= What you need to do =
Return only the number of lines in the records below where the string "Some" shows up.

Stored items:
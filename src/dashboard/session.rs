use crate::models::SessionUser;

/// AuthContext
///
/// The dashboard's view of the login collaborator: who is signed in, and a way to sign out.
pub trait AuthContext {
    fn user(&self) -> Option<SessionUser>;
    fn logout(&mut self);
}

/// StaticSession
///
/// An `AuthContext` whose user is fixed at construction, e.g. from CLI flags.
#[derive(Debug, Clone, Default, PartialEq, Eq)]
pub struct StaticSession {
    user: Option<SessionUser>,
}

impl StaticSession {
    pub fn signed_in(id: i32, role_id: i32) -> Self {
        Self {
            user: Some(SessionUser { id, role_id }),
        }
    }

    pub fn anonymous() -> Self {
        Self::default()
    }

    /// Swaps the signed-in user, as a re-login under another role would.
    pub fn switch_user(&mut self, user: Option<SessionUser>) {
        self.user = user;
    }
}

impl AuthContext for StaticSession {
    fn user(&self) -> Option<SessionUser> {
        self.user
    }

    fn logout(&mut self) {
        self.user = None;
    }
}
use super::{RepoResult, Repository};
use crate::error::DataAccessError;
use crate::models::{
    AssignMenuRequest, Catalog, CatalogRecord, CatalogRecordRequest, CreateMovieRequest,
    CreateUserRequest, MenuAssignment, MenuRow, Movie, MovieFilter, UpdateCatalogRecordRequest,
    UpdateMovieRequest, UpdateUserRequest, User,
};
use async_trait::async_trait;
use sqlx::{PgPool, query_builder::QueryBuilder};

const MENU_ROW_COLUMNS: &str = r#"
    m.id AS module_id, m.name AS module_name, m.icon AS module_icon, m.rank AS module_rank,
    s.id AS submodule_id, s.name AS submodule_name, s.icon AS submodule_icon, s.rank AS submodule_rank
"#;

const USER_COLUMNS: &str = "id, name, email, role_id, estado_id, created_at";

const MOVIE_COLUMNS: &str = "id, title, synopsis, duration_minutes, release_date, category_id, classification_id, poster_url, created_at";

/// PostgresRepository
///
/// The production `Repository`, backed by the schema in `migrations/`.
/// Queries are checked at runtime so the crate builds without a live database.
pub struct PostgresRepository {
    pool: PgPool,
}

impl PostgresRepository {
    pub fn new(pool: PgPool) -> Self {
        Self { pool }
    }
}

#[async_trait]
impl Repository for PostgresRepository {
    // --- MENU ---

    /// get_menu_rows
    ///
    /// Joins each grant with its module and (optional) submodule. Ordered by assignment id so
    /// the resolver sees insertion order; rank ordering is applied by the resolver itself.
    async fn get_menu_rows(&self, role_id: i32) -> RepoResult<Vec<MenuRow>> {
        let sql = format!(
            r#"SELECT {MENU_ROW_COLUMNS}
               FROM asignacion_menu a
               JOIN modulos m ON m.id = a.module_id
               LEFT JOIN submodulos s ON s.id = a.submodule_id
               WHERE a.role_id = $1
               ORDER BY a.id"#
        );
        sqlx::query_as::<_, MenuRow>(&sql)
            .bind(role_id)
            .fetch_all(&self.pool)
            .await
            .map_err(DataAccessError::Query)
    }

    async fn get_all_menu_rows(&self) -> RepoResult<Vec<MenuRow>> {
        let sql = format!(
            r#"SELECT {MENU_ROW_COLUMNS}
               FROM modulos m
               LEFT JOIN submodulos s ON s.module_id = m.id
               ORDER BY m.id, s.id"#
        );
        sqlx::query_as::<_, MenuRow>(&sql)
            .fetch_all(&self.pool)
            .await
            .map_err(DataAccessError::Query)
    }

    async fn get_assignments(&self, role_id: i32) -> RepoResult<Vec<MenuAssignment>> {
        sqlx::query_as::<_, MenuAssignment>(
            "SELECT id, role_id, module_id, submodule_id FROM asignacion_menu WHERE role_id = $1 ORDER BY id",
        )
        .bind(role_id)
        .fetch_all(&self.pool)
        .await
        .map_err(DataAccessError::Query)
    }

    /// assign_menu
    ///
    /// The INSERT ... SELECT only produces a row when the submodule (if any) belongs to the
    /// module; otherwise nothing is inserted and the grant is rejected as a constraint error.
    /// Duplicate grants trip the unique index.
    async fn assign_menu(&self, req: AssignMenuRequest) -> RepoResult<MenuAssignment> {
        let inserted = sqlx::query_as::<_, MenuAssignment>(
            r#"INSERT INTO asignacion_menu (role_id, module_id, submodule_id)
               SELECT $1, $2, $3
               WHERE $3::INTEGER IS NULL
                  OR EXISTS (SELECT 1 FROM submodulos WHERE id = $3 AND module_id = $2)
               RETURNING id, role_id, module_id, submodule_id"#,
        )
        .bind(req.role_id)
        .bind(req.module_id)
        .bind(req.submodule_id)
        .fetch_optional(&self.pool)
        .await
        .map_err(DataAccessError::classify)?;

        inserted.ok_or_else(|| {
            DataAccessError::Constraint(format!(
                "submodule {:?} does not belong to module {}",
                req.submodule_id, req.module_id
            ))
        })
    }

    async fn revoke_menu(&self, assignment_id: i32) -> RepoResult<bool> {
        let result = sqlx::query("DELETE FROM asignacion_menu WHERE id = $1")
            .bind(assignment_id)
            .execute(&self.pool)
            .await
            .map_err(DataAccessError::Query)?;
        Ok(result.rows_affected() > 0)
    }

    // --- CATALOGS ---

    async fn list_records(&self, catalog: Catalog) -> RepoResult<Vec<CatalogRecord>> {
        let sql = format!(
            "SELECT id, name, description FROM {} ORDER BY id",
            catalog.table()
        );
        sqlx::query_as::<_, CatalogRecord>(&sql)
            .fetch_all(&self.pool)
            .await
            .map_err(DataAccessError::Query)
    }

    async fn get_record(&self, catalog: Catalog, id: i32) -> RepoResult<Option<CatalogRecord>> {
        let sql = format!(
            "SELECT id, name, description FROM {} WHERE id = $1",
            catalog.table()
        );
        sqlx::query_as::<_, CatalogRecord>(&sql)
            .bind(id)
            .fetch_optional(&self.pool)
            .await
            .map_err(DataAccessError::Query)
    }

    async fn create_record(
        &self,
        catalog: Catalog,
        req: CatalogRecordRequest,
    ) -> RepoResult<CatalogRecord> {
        let sql = format!(
            "INSERT INTO {} (name, description) VALUES ($1, $2) RETURNING id, name, description",
            catalog.table()
        );
        sqlx::query_as::<_, CatalogRecord>(&sql)
            .bind(req.name.trim())
            .bind(req.description)
            .fetch_one(&self.pool)
            .await
            .map_err(DataAccessError::classify)
    }

    /// update_record
    ///
    /// COALESCE keeps the stored value for every field the request leaves out.
    async fn update_record(
        &self,
        catalog: Catalog,
        id: i32,
        req: UpdateCatalogRecordRequest,
    ) -> RepoResult<Option<CatalogRecord>> {
        let sql = format!(
            r#"UPDATE {}
               SET name = COALESCE($2, name),
                   description = COALESCE($3, description)
               WHERE id = $1
               RETURNING id, name, description"#,
            catalog.table()
        );
        sqlx::query_as::<_, CatalogRecord>(&sql)
            .bind(id)
            .bind(req.name.map(|name| name.trim().to_string()))
            .bind(req.description)
            .fetch_optional(&self.pool)
            .await
            .map_err(DataAccessError::classify)
    }

    async fn delete_record(&self, catalog: Catalog, id: i32) -> RepoResult<bool> {
        let sql = format!("DELETE FROM {} WHERE id = $1", catalog.table());
        let result = sqlx::query(&sql)
            .bind(id)
            .execute(&self.pool)
            .await
            .map_err(DataAccessError::classify)?;
        Ok(result.rows_affected() > 0)
    }

    // --- USERS ---

    async fn list_users(&self) -> RepoResult<Vec<User>> {
        let sql = format!("SELECT {USER_COLUMNS} FROM usuarios ORDER BY id");
        sqlx::query_as::<_, User>(&sql)
            .fetch_all(&self.pool)
            .await
            .map_err(DataAccessError::Query)
    }

    async fn get_user(&self, id: i32) -> RepoResult<Option<User>> {
        let sql = format!("SELECT {USER_COLUMNS} FROM usuarios WHERE id = $1");
        sqlx::query_as::<_, User>(&sql)
            .bind(id)
            .fetch_optional(&self.pool)
            .await
            .map_err(DataAccessError::Query)
    }

    async fn create_user(&self, req: CreateUserRequest) -> RepoResult<User> {
        let sql = format!(
            "INSERT INTO usuarios (name, email, role_id, estado_id) VALUES ($1, $2, $3, $4) RETURNING {USER_COLUMNS}"
        );
        sqlx::query_as::<_, User>(&sql)
            .bind(req.name.trim())
            .bind(req.email.trim().to_lowercase())
            .bind(req.role_id)
            .bind(req.estado_id)
            .fetch_one(&self.pool)
            .await
            .map_err(DataAccessError::classify)
    }

    async fn update_user(&self, id: i32, req: UpdateUserRequest) -> RepoResult<Option<User>> {
        let sql = format!(
            r#"UPDATE usuarios
               SET name = COALESCE($2, name),
                   email = COALESCE($3, email),
                   role_id = COALESCE($4, role_id),
                   estado_id = COALESCE($5, estado_id)
               WHERE id = $1
               RETURNING {USER_COLUMNS}"#
        );
        sqlx::query_as::<_, User>(&sql)
            .bind(id)
            .bind(req.name.map(|name| name.trim().to_string()))
            .bind(req.email.map(|email| email.trim().to_lowercase()))
            .bind(req.role_id)
            .bind(req.estado_id)
            .fetch_optional(&self.pool)
            .await
            .map_err(DataAccessError::classify)
    }

    async fn delete_user(&self, id: i32) -> RepoResult<bool> {
        let result = sqlx::query("DELETE FROM usuarios WHERE id = $1")
            .bind(id)
            .execute(&self.pool)
            .await
            .map_err(DataAccessError::classify)?;
        Ok(result.rows_affected() > 0)
    }

    // --- MOVIES ---

    /// list_movies
    ///
    /// Builds the WHERE clause with QueryBuilder so every filter value is a bound parameter.
    async fn list_movies(&self, filter: MovieFilter) -> RepoResult<Vec<Movie>> {
        let mut builder: QueryBuilder<sqlx::Postgres> =
            QueryBuilder::new(format!("SELECT {MOVIE_COLUMNS} FROM peliculas WHERE TRUE"));

        if let Some(category_id) = filter.category_id {
            builder.push(" AND category_id = ");
            builder.push_bind(category_id);
        }

        if let Some(classification_id) = filter.classification_id {
            builder.push(" AND classification_id = ");
            builder.push_bind(classification_id);
        }

        if let Some(search) = filter.search.filter(|s| !s.trim().is_empty()) {
            builder.push(" AND title ILIKE ");
            builder.push_bind(format!("%{}%", search.trim()));
        }

        builder.push(" ORDER BY id");

        builder
            .build_query_as::<Movie>()
            .fetch_all(&self.pool)
            .await
            .map_err(DataAccessError::Query)
    }

    async fn get_movie(&self, id: i32) -> RepoResult<Option<Movie>> {
        let sql = format!("SELECT {MOVIE_COLUMNS} FROM peliculas WHERE id = $1");
        sqlx::query_as::<_, Movie>(&sql)
            .bind(id)
            .fetch_optional(&self.pool)
            .await
            .map_err(DataAccessError::Query)
    }

    async fn create_movie(&self, req: CreateMovieRequest) -> RepoResult<Movie> {
        let sql = format!(
            r#"INSERT INTO peliculas
                 (title, synopsis, duration_minutes, release_date, category_id, classification_id, poster_url)
               VALUES ($1, $2, $3, $4, $5, $6, $7)
               RETURNING {MOVIE_COLUMNS}"#
        );
        sqlx::query_as::<_, Movie>(&sql)
            .bind(req.title.trim())
            .bind(req.synopsis)
            .bind(req.duration_minutes)
            .bind(req.release_date)
            .bind(req.category_id)
            .bind(req.classification_id)
            .bind(req.poster_url)
            .fetch_one(&self.pool)
            .await
            .map_err(DataAccessError::classify)
    }

    async fn update_movie(&self, id: i32, req: UpdateMovieRequest) -> RepoResult<Option<Movie>> {
        let sql = format!(
            r#"UPDATE peliculas
               SET title = COALESCE($2, title),
                   synopsis = COALESCE($3, synopsis),
                   duration_minutes = COALESCE($4, duration_minutes),
                   release_date = COALESCE($5, release_date),
                   category_id = COALESCE($6, category_id),
                   classification_id = COALESCE($7, classification_id),
                   poster_url = COALESCE($8, poster_url)
               WHERE id = $1
               RETURNING {MOVIE_COLUMNS}"#
        );
        sqlx::query_as::<_, Movie>(&sql)
            .bind(id)
            .bind(req.title.map(|title| title.trim().to_string()))
            .bind(req.synopsis)
            .bind(req.duration_minutes)
            .bind(req.release_date)
            .bind(req.category_id)
            .bind(req.classification_id)
            .bind(req.poster_url)
            .fetch_optional(&self.pool)
            .await
            .map_err(DataAccessError::classify)
    }

    async fn delete_movie(&self, id: i32) -> RepoResult<bool> {
        let result = sqlx::query("DELETE FROM peliculas WHERE id = $1")
            .bind(id)
            .execute(&self.pool)
            .await
            .map_err(DataAccessError::classify)?;
        Ok(result.rows_affected() > 0)
    }
}
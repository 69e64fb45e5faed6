use crate::{
    AppState,
    auth::AuthUser,
    error::AppError,
    models::{CreateUserRequest, UpdateUserRequest, User},
};
use axum::{
    Json,
    extract::{Path, State},
    http::StatusCode,
};

// Every /api/usuarios route is admin-only.

/// list_users
///
/// [Admin Route] Lists every registered user.
#[utoipa::path(
    get,
    path = "/api/usuarios",
    responses(
        (status = 200, description = "Users", body = [User]),
        (status = 403, description = "Admin role required")
    )
)]
pub async fn list_users(
    user: AuthUser,
    State(state): State<AppState>,
) -> Result<Json<Vec<User>>, AppError> {
    user.require_admin(&state.config)?;
    Ok(Json(state.repo.list_users().await?))
}

/// get_user
///
/// [Admin Route]
#[utoipa::path(
    get,
    path = "/api/usuarios/{id}",
    params(("id" = i32, Path, description = "User ID")),
    responses(
        (status = 200, description = "Found", body = User),
        (status = 404, description = "Not Found")
    )
)]
pub async fn get_user(
    user: AuthUser,
    State(state): State<AppState>,
    Path(id): Path<i32>,
) -> Result<Json<User>, AppError> {
    user.require_admin(&state.config)?;
    state
        .repo
        .get_user(id)
        .await?
        .map(Json)
        .ok_or(AppError::NotFound("user"))
}

/// register_user
///
/// [Admin Route] Backs the `registrar_usuarios` dashboard view. The role (and optional
/// estado) must exist; emails are unique case-insensitively.
#[utoipa::path(
    post,
    path = "/api/usuarios",
    request_body = CreateUserRequest,
    responses(
        (status = 201, description = "Registered", body = User),
        (status = 400, description = "Invalid name or email"),
        (status = 409, description = "Duplicate email or unknown role")
    )
)]
pub async fn register_user(
    user: AuthUser,
    State(state): State<AppState>,
    Json(payload): Json<CreateUserRequest>,
) -> Result<(StatusCode, Json<User>), AppError> {
    user.require_admin(&state.config)?;
    payload.validate().map_err(AppError::BadRequest)?;

    let created = state.repo.create_user(payload).await?;
    tracing::info!(
        admin_id = user.id,
        user_id = created.id,
        role_id = created.role_id,
        "user registered"
    );
    Ok((StatusCode::CREATED, Json(created)))
}

/// update_user
///
/// [Admin Route] Partial update.
#[utoipa::path(
    put,
    path = "/api/usuarios/{id}",
    params(("id" = i32, Path, description = "User ID")),
    request_body = UpdateUserRequest,
    responses(
        (status = 200, description = "Updated", body = User),
        (status = 404, description = "Not Found")
    )
)]
pub async fn update_user(
    user: AuthUser,
    State(state): State<AppState>,
    Path(id): Path<i32>,
    Json(payload): Json<UpdateUserRequest>,
) -> Result<Json<User>, AppError> {
    user.require_admin(&state.config)?;
    payload.validate().map_err(AppError::BadRequest)?;

    state
        .repo
        .update_user(id, payload)
        .await?
        .map(Json)
        .ok_or(AppError::NotFound("user"))
}

/// delete_user
///
/// [Admin Route] An administrator cannot delete their own account.
#[utoipa::path(
    delete,
    path = "/api/usuarios/{id}",
    params(("id" = i32, Path, description = "User ID")),
    responses(
        (status = 204, description = "Deleted"),
        (status = 400, description = "Self-deletion"),
        (status = 404, description = "Not Found")
    )
)]
pub async fn delete_user(
    user: AuthUser,
    State(state): State<AppState>,
    Path(id): Path<i32>,
) -> Result<StatusCode, AppError> {
    user.require_admin(&state.config)?;
    if id == user.id {
        return Err(AppError::BadRequest(
            "administrators cannot delete their own account".to_string(),
        ));
    }

    if state.repo.delete_user(id).await? {
        Ok(StatusCode::NO_CONTENT)
    } else {
        Err(AppError::NotFound("user"))
    }
}
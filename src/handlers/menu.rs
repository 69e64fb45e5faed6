use crate::{AppState, error::AppError, menu::MenuResolver, models::Module};
use axum::{
    Json,
    extract::{Path, State},
};

/// get_menu
///
/// [Public Route] Returns the full navigation tree granted to `role_id`.
/// No pagination or filtering: the dashboard always renders the whole tree.
/// A role without assignments gets `[]`, not an error.
#[utoipa::path(
    get,
    path = "/api/menu/{role_id}",
    params(("role_id" = i32, Path, description = "Role whose menu is requested")),
    responses(
        (status = 200, description = "Menu tree", body = [Module]),
        (status = 500, description = "Assignment store unavailable")
    )
)]
pub async fn get_menu(
    State(state): State<AppState>,
    Path(role_id): Path<i32>,
) -> Result<Json<Vec<Module>>, AppError> {
    let tree = MenuResolver::new(state.repo.clone()).resolve(role_id).await?;
    Ok(Json(tree))
}
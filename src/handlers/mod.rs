/// HTTP handlers, one module per resource.
///
/// Every handler returns `Result<_, AppError>`; data access failures become a generic 500
/// and the detail only reaches the logs.
pub mod assignments;
pub mod catalog;
pub mod menu;
pub mod movies;
pub mod session;
pub mod users;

= Task solution =
4